Material and methods: The study sample consisted of 325 patients with benign goitres (220 with toxic nodular goitre (TNG), 25 with non-toxic nodular goitre (NTNG), and 80 with Graves’ disease (GD) treated with 131I. The therapeutic activity of 131I for each patient was calculated using Marinelli’s formula. The serum levels of fT3, fT4, TSH, iPTH and Ca2+, Ca and phosphates were determined one week before 131I administration, as well as every two months up to a year following the therapy, and then after three and five years post-treatment.
Results: After two months following the administration of 131I, all the treated patients showed a statistically significant above normal increase in iPTH concentrations (amounting to a value almost twice the norm in patients with TNG), which remained stable up to ten months after treatment, to return to normal level in the following months. In all the patients, Ca2+, Ca, phosphates concentration remained within normal range throughout the course of the study. The concentrations of fT3 and fT4 quickly returned to normal after 131I administration, and remained within normal range until the completion of the study.
Conclusion: Radioiodine treatment of benign thyroid disorders results in transient (up to ten months after 131I administration) hyperparathyroidism. The condition does not influence the level of calcium and phosphates concentration in any significant way.
(Endokrynol Pol 2013; 64 (5): 340–345)
Key words: hyperparathyroidism, hyperthyroidism, radioiodine therapy
Streszczenie
Wstęp: Efekt terapeutyczny radiojodu (131I) w wolu łagodnym opiera się na emisji niszczącego tkanki promieniowania beta. Maksymalny zasięg promieniowania beta 131I w tkance wynosi do 2,4 milimetra. Dlatego, też w zasięgu tego promieniowania mogą się znajdować sąsiadujące z tarczycą przytarczyce. Celem pracy była ocena czynności przytarczyc u chorych z wolem nadczynnym i normoczynnym poddanych terapii 131I w okresie do 5 lat od zastosowanego leczenia.
Materiał i metody: Badania zostały wykonane u 325 chorych z łagodnym wolem (220 z wolem guzowatym nadczynnym (TNG), 25 z wolem guzowatym obojętnym (NTNG) i 80 z chorobą Gravesa-Basedowa (GD) poddanych leczeniu 131I. Aktywność lecznicza 131I dla każdego pacjenta wyliczana była z wzoru Marinellego. W trakcie radiojodoterapii oznaczano stężenia fT3, fT4, TSH, iPTH, Ca2+, Ca i fosforanów w surowicy tydzień przed podaniem 131I, i następnie w odstępach dwumiesięcznych przez rok po terapii oraz po 3 i 5 latach.

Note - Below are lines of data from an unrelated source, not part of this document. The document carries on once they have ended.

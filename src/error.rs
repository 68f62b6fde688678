use http::StatusCode;

pub type Result<T> = std::result::Result<T, Error>;

#[derive(Debug, thiserror::Error)]
pub enum Error {
    #[error("Configuration error: {0}")]
    Config(String),

    #[error("Unauthorized: {0}")]
    Unauthorized(String),

    #[error("Validation error: {0}")]
    Validation(String),

    #[error("You have already applied for this job.")]
    AlreadyApplied,

    #[error("Job posting not found or closed.")]
    JobUnavailable,

    #[error("Invalid application stage: {0}")]
    InvalidStage(String),

    #[error("Invalid interview status: {0}")]
    InvalidInterviewStatus(String),

    #[error("Interview end time must be after start time.")]
    InvalidSchedule,

    #[error("Invalid payload: {0}")]
    InvalidPayload(#[from] validator::ValidationErrors),

    #[error("Not found: {0}")]
    NotFound(String),

    #[error("Database error: {0}")]
    Database(sqlx::Error),

    #[error("Migration error: {0}")]
    Migration(#[from] sqlx::migrate::MigrateError),

    #[error("JSON error: {0}")]
    Json(#[from] serde_json::Error),

    #[error("HTTP error: {0}")]
    Http(#[from] reqwest::Error),

    #[error("IO error: {0}")]
    Io(#[from] std::io::Error),

    #[error("Internal error: {0}")]
    Internal(String),
}

impl Error {
    /// Status an HTTP boundary should answer with for this failure.
    pub fn status_code(&self) -> StatusCode {
        match self {
            Error::Unauthorized(_) => StatusCode::UNAUTHORIZED,
            Error::AlreadyApplied => StatusCode::CONFLICT,
            Error::Validation(_)
            | Error::JobUnavailable
            | Error::InvalidStage(_)
            | Error::InvalidInterviewStatus(_)
            | Error::InvalidSchedule
            | Error::InvalidPayload(_)
            | Error::Json(_) => StatusCode::BAD_REQUEST,
            Error::NotFound(_) => StatusCode::NOT_FOUND,
            Error::Http(_) => StatusCode::BAD_GATEWAY,
            Error::Config(_)
            | Error::Database(_)
            | Error::Migration(_)
            | Error::Io(_)
            | Error::Internal(_) => StatusCode::INTERNAL_SERVER_ERROR,
        }
    }

    pub fn is_authorization(&self) -> bool {
        matches!(self, Error::Unauthorized(_))
    }
}

impl From<sqlx::Error> for Error {
    fn from(err: sqlx::Error) -> Self {
        match err {
            sqlx::Error::RowNotFound => Error::NotFound("Resource not found".to_string()),
            other => Error::Database(other),
        }
    }
}

#[cfg(test)]
mod tests {
    use super::*;

    #[test]
    fn taxonomy_maps_to_distinct_statuses() {
        assert_eq!(
            Error::Unauthorized("x".into()).status_code(),
            StatusCode::UNAUTHORIZED
        );
        assert_eq!(Error::AlreadyApplied.status_code(), StatusCode::CONFLICT);
        assert_eq!(
            Error::InvalidStage("banana".into()).status_code(),
            StatusCode::BAD_REQUEST
        );
        assert_eq!(
            Error::NotFound("job".into()).status_code(),
            StatusCode::NOT_FOUND
        );
    }

    #[test]
    fn row_not_found_becomes_not_found() {
        let err: Error = sqlx::Error::RowNotFound.into();
        assert!(matches!(err, Error::NotFound(_)));
    }
}
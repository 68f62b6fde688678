pub mod text;
pub mod time;
#[async_trait]
impl JobRepository for PgStore {
    async fn insert_job(&self, job: NewJobPosting) -> Result<JobPosting> {
        let row = sqlx::query_as::<_, JobPostingRow>(
            r#"
            INSERT INTO job_postings (
                company, posted_by_admin_id, title, description, location, employment_type,
                experience_level, required_skills_csv, salary_min, salary_max, is_open,
                created_at, updated_at
            ) VALUES ($1, $2, $3, $4, $5, $6, $7, $8, $9, $10, TRUE, $11, $11)
            RETURNING *
            "#,
        )
        .bind(&job.company)
        .bind(job.posted_by_admin_id)
        .bind(&job.title)
        .bind(&job.description)
        .bind(&job.location)
        .bind(&job.employment_type)
        .bind(&job.experience_level)
        .bind(skills_to_csv(&job.required_skills))
        .bind(job.salary_min)
        .bind(job.salary_max)
        .bind(job.created_at)
        .fetch_one(&self.pool)
        .await?;
        Ok(row.into())
    }

    async fn find_job(&self, id: i64) -> Result<Option<JobPosting>> {
        let row = sqlx::query_as::<_, JobPostingRow>(r#"SELECT * FROM job_postings WHERE id = $1"#)
            .bind(id)
            .fetch_optional(&self.pool)
            .await?;
        Ok(row.map(Into::into))
    }

    async fn list_jobs(&self, open_only: bool) -> Result<Vec<JobPosting>> {
        let rows = sqlx::query_as::<_, JobPostingRow>(
            r#"SELECT * FROM job_postings WHERE ($1 = FALSE OR is_open)
               ORDER BY created_at DESC, id DESC"#,
        )
        .bind(open_only)
        .fetch_all(&self.pool)
        .await?;
        Ok(rows.into_iter().map(Into::into).collect())
    }

    async fn update_job(&self, job: &JobPosting) -> Result<bool> {
        let result = sqlx::query(
            r#"
            UPDATE job_postings
            SET company = $2, title = $3, description = $4, location = $5,
                employment_type = $6, experience_level = $7, required_skills_csv = $8,
                salary_min = $9, salary_max = $10, is_open = $11, updated_at = $12
            WHERE id = $1
            "#,
        )
        .bind(job.id)
        .bind(&job.company)
        .bind(&job.title)
        .bind(&job.description)
        .bind(&job.location)
        .bind(&job.employment_type)
        .bind(&job.experience_level)
        .bind(skills_to_csv(&job.required_skills))
        .bind(job.salary_min)
        .bind(job.salary_max)
        .bind(job.is_open)
        .bind(job.updated_at)
        .execute(&self.pool)
        .await?;
        Ok(result.rows_affected() > 0)
    }

    async fn delete_job(&self, id: i64) -> Result<bool> {
        let result = sqlx::query(r#"DELETE FROM job_postings WHERE id = $1"#)
            .bind(id)
            .execute(&self.pool)
            .await?;
        Ok(result.rows_affected() > 0)
    }
}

Wyniki: U wszystkich chorych po 2 miesiącach od momentu rozpoczęcia leczenia zaobserwowano znamienny statystycznie wzrost stężenia iPTH ponad normę (do wartości prawie dwukrotnie powyżej normy u pacjentów z TNG), który utrzymywał się aż do 10 miesiąca, a następnie ulegał normalizacji. Stężenia Ca2+, Ca i fosforanów u wszystkich leczonych pozostawały w zakresie normy w trakcie całego badania. Stężenia fT3 i fT4 w surowicy po podaniu 131I szybko się normalizowały i pozostawały w zakresie normy do końca badania.
Wnioski: Radiojodoterapia łagodnych schorzeń tarczycy prowadzi do powstania przejściowej (trwającej maksymalnie do 10 miesiąca od podania radiojodu) nadczynności przytarczyc. Stan ten istotnie nie wpływa na stężenia wapnia i fosforanów w surowicy.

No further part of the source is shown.